▸ Exercise:
Please count the lines of the listing below in which "program" occurs, and reply with the number only.

────────────────────────────────────────

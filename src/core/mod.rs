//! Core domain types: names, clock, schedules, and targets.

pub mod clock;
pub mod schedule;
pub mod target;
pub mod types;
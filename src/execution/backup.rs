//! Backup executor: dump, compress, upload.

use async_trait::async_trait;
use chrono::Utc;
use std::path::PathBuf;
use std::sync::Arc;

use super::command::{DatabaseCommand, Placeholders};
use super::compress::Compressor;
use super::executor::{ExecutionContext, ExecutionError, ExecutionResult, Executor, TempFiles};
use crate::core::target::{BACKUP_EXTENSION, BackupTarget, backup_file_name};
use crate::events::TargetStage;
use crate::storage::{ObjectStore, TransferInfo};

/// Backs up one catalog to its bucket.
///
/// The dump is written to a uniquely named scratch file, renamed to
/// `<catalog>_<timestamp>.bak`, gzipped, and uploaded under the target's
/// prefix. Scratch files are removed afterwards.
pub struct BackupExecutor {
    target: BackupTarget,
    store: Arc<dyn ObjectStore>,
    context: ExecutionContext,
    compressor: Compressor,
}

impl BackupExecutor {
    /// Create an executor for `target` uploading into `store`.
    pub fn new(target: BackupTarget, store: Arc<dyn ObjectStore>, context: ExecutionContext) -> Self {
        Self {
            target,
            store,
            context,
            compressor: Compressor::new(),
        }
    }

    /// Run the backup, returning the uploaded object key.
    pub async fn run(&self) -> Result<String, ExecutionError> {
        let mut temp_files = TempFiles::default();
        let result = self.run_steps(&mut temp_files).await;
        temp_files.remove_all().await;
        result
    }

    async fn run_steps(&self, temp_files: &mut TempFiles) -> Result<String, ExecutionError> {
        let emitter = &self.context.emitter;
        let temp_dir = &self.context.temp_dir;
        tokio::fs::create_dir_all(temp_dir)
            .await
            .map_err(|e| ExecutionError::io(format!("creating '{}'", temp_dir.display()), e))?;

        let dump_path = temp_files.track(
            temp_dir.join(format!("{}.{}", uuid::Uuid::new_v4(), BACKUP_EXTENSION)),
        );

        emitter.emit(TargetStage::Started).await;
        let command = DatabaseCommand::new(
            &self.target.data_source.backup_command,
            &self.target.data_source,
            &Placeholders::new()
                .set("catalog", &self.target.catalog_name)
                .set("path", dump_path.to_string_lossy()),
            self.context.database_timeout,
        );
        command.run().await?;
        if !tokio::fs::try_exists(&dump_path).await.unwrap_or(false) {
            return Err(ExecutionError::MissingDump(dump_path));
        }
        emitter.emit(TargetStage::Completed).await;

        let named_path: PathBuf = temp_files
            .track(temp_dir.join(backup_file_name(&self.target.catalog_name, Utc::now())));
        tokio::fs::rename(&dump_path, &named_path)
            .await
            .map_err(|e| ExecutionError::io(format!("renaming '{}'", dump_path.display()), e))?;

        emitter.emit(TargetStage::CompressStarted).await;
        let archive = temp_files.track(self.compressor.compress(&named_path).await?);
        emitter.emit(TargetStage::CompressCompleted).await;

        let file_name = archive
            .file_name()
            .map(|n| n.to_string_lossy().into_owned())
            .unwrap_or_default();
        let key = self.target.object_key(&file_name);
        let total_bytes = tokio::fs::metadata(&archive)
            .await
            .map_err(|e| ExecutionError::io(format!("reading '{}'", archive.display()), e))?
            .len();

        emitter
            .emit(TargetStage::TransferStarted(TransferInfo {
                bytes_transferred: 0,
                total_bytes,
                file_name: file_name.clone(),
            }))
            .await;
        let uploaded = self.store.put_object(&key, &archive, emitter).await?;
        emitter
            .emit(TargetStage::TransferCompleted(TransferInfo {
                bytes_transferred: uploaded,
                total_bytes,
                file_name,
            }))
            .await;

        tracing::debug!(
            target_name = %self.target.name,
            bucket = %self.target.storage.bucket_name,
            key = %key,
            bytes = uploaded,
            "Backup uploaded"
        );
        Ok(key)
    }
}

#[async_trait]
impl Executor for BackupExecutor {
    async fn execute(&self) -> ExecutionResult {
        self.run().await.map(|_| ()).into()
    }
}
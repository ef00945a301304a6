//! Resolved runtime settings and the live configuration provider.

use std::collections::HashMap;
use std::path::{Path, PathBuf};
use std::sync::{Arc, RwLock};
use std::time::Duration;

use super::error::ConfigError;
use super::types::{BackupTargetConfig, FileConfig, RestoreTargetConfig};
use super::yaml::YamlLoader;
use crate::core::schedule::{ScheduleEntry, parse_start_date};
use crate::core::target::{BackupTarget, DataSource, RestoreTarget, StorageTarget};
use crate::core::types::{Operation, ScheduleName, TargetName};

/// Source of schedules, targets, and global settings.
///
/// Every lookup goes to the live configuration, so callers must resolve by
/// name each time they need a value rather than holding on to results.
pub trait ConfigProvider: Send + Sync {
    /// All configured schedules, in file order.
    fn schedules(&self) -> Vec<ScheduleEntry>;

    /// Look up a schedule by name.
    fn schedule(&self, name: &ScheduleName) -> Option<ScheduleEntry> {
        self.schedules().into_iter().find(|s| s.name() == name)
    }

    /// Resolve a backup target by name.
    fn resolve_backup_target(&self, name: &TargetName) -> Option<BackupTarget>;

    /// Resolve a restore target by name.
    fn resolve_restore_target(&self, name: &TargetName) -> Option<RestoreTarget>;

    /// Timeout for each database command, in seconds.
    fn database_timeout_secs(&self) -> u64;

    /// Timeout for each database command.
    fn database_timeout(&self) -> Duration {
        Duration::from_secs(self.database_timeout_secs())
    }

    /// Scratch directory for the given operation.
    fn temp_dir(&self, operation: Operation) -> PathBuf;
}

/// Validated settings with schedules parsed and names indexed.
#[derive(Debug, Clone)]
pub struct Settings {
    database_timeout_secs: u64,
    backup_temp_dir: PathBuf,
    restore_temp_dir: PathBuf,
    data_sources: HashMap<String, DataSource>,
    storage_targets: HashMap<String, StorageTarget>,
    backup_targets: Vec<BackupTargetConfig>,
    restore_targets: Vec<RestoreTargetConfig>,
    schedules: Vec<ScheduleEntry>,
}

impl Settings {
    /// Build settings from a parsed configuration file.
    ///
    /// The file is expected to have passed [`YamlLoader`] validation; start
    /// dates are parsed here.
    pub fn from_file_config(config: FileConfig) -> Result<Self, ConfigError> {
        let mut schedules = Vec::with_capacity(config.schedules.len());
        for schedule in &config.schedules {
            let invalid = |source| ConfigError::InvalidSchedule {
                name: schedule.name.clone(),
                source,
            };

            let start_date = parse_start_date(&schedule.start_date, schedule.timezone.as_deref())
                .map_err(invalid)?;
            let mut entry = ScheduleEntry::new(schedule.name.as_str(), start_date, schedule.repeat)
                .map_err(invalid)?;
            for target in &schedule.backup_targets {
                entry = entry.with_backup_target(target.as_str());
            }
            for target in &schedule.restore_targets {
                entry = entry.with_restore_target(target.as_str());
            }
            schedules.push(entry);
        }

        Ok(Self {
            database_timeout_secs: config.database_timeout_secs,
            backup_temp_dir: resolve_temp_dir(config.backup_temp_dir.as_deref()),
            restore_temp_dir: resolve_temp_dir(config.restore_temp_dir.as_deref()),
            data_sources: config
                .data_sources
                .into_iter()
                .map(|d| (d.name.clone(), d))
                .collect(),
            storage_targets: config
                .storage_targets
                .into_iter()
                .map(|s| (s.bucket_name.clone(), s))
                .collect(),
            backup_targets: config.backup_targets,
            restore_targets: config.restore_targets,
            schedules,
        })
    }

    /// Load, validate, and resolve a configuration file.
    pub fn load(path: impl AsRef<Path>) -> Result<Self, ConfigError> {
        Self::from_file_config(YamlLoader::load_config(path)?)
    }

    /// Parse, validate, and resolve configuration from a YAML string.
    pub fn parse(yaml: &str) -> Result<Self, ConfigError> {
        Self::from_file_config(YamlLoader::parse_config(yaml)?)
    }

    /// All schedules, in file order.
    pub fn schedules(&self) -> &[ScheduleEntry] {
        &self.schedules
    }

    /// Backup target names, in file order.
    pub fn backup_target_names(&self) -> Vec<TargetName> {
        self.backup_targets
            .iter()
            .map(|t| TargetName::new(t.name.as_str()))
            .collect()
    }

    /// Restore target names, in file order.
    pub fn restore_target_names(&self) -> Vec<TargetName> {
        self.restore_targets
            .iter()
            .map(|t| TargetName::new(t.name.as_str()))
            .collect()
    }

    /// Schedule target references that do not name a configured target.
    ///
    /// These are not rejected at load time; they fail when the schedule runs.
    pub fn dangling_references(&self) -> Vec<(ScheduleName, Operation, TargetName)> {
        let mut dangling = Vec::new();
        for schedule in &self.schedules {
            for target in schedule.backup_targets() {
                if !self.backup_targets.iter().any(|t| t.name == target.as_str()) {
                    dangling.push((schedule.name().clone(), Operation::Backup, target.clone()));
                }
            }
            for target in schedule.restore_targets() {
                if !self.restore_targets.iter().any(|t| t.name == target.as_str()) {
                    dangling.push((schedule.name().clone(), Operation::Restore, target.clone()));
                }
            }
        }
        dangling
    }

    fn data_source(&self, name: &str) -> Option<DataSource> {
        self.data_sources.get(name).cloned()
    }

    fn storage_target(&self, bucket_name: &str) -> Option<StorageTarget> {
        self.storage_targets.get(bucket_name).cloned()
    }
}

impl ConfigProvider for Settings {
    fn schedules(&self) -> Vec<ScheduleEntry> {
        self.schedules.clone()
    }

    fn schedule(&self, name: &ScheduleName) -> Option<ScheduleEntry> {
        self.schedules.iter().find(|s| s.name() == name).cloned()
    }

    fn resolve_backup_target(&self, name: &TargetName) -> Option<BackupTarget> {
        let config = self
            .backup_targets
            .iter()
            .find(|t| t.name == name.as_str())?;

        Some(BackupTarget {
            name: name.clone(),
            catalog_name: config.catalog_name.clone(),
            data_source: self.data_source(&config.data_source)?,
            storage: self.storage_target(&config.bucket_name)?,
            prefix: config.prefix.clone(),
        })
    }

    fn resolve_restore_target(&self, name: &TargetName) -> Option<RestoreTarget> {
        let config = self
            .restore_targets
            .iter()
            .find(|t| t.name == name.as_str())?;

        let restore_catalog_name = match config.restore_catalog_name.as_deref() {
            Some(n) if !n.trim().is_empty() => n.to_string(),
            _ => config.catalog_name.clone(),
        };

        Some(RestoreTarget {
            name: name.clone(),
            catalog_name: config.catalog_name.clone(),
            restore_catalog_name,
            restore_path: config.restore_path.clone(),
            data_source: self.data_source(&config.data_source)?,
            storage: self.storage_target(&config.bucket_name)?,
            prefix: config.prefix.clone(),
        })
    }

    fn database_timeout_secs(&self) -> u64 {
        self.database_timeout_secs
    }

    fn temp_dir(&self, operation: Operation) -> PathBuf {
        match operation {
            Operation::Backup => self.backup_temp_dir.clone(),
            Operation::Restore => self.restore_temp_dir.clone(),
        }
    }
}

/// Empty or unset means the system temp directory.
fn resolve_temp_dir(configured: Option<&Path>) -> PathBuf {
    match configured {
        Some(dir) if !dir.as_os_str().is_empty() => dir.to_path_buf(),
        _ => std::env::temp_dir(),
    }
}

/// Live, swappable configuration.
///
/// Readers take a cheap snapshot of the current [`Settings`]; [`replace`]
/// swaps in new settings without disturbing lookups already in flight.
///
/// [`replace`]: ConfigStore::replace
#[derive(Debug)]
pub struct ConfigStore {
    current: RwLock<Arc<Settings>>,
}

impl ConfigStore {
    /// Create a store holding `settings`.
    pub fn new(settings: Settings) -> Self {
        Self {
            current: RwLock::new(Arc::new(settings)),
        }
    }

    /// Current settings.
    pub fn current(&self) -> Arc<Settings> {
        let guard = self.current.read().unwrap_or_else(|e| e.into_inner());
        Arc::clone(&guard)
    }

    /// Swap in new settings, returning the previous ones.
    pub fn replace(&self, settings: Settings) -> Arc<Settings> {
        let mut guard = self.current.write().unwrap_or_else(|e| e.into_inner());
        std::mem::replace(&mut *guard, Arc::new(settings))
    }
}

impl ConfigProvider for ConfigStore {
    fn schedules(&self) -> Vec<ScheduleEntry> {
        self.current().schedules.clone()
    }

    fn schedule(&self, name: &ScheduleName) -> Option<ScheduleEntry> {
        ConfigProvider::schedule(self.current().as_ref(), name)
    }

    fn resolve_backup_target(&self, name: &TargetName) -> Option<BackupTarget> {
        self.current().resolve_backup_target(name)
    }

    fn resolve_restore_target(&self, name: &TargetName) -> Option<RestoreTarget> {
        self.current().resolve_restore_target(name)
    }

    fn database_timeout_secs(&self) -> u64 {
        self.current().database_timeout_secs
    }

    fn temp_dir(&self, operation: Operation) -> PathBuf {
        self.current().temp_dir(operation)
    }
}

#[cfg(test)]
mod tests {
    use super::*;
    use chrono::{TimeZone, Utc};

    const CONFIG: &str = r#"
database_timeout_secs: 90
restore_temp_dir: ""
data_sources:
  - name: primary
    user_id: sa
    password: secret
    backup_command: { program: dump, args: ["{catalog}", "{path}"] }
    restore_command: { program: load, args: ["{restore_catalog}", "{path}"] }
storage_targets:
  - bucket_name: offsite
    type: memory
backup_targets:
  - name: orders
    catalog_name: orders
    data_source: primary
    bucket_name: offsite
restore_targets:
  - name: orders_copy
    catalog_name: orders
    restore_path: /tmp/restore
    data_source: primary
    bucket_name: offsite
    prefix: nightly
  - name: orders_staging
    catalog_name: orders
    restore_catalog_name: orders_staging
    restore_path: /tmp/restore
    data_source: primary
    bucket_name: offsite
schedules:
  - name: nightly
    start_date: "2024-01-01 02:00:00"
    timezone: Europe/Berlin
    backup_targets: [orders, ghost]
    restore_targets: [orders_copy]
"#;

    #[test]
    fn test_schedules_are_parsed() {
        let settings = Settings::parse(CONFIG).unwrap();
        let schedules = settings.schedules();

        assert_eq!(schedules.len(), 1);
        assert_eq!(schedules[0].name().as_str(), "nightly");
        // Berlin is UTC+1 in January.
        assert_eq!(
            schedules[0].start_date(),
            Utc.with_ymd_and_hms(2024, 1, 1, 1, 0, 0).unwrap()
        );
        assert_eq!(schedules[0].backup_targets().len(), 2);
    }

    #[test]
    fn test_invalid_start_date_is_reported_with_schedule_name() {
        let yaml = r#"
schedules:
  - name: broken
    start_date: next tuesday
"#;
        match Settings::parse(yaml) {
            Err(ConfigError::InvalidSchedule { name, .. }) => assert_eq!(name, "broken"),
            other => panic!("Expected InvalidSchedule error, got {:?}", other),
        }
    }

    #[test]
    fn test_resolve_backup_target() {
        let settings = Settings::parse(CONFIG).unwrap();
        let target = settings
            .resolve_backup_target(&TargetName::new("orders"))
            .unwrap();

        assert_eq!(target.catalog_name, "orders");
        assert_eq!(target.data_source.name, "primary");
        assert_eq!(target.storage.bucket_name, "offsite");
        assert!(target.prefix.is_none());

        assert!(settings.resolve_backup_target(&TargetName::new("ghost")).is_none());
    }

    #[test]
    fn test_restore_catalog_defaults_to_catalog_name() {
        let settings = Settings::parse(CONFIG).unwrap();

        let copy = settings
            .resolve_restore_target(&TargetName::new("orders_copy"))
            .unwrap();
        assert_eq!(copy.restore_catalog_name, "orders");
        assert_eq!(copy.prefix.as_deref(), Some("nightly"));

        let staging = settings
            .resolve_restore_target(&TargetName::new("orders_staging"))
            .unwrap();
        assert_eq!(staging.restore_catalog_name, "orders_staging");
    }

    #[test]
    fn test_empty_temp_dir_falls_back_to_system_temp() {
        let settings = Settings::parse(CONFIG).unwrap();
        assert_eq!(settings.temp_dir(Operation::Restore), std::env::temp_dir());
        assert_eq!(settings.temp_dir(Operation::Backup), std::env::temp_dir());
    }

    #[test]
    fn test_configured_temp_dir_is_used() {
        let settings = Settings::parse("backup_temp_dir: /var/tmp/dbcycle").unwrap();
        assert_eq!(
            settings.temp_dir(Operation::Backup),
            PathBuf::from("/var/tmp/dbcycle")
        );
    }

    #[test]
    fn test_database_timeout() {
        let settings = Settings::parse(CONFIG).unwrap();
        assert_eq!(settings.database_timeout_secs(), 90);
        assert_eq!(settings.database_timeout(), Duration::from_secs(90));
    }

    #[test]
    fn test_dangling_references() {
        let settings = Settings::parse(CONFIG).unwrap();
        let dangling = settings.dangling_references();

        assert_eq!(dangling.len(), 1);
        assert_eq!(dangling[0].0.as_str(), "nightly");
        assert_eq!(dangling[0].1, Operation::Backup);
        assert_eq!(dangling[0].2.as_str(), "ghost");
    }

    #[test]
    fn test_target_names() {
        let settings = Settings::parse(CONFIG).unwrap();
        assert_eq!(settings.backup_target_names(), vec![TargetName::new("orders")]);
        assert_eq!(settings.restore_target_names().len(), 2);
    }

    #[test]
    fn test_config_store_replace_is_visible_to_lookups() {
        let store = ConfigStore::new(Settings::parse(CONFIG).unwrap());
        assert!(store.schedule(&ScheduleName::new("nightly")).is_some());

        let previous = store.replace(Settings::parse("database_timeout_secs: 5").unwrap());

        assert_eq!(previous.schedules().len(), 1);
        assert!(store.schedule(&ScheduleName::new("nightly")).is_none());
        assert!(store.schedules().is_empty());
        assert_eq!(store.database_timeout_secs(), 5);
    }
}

────────────────────────────────────────

▸ Task response:
2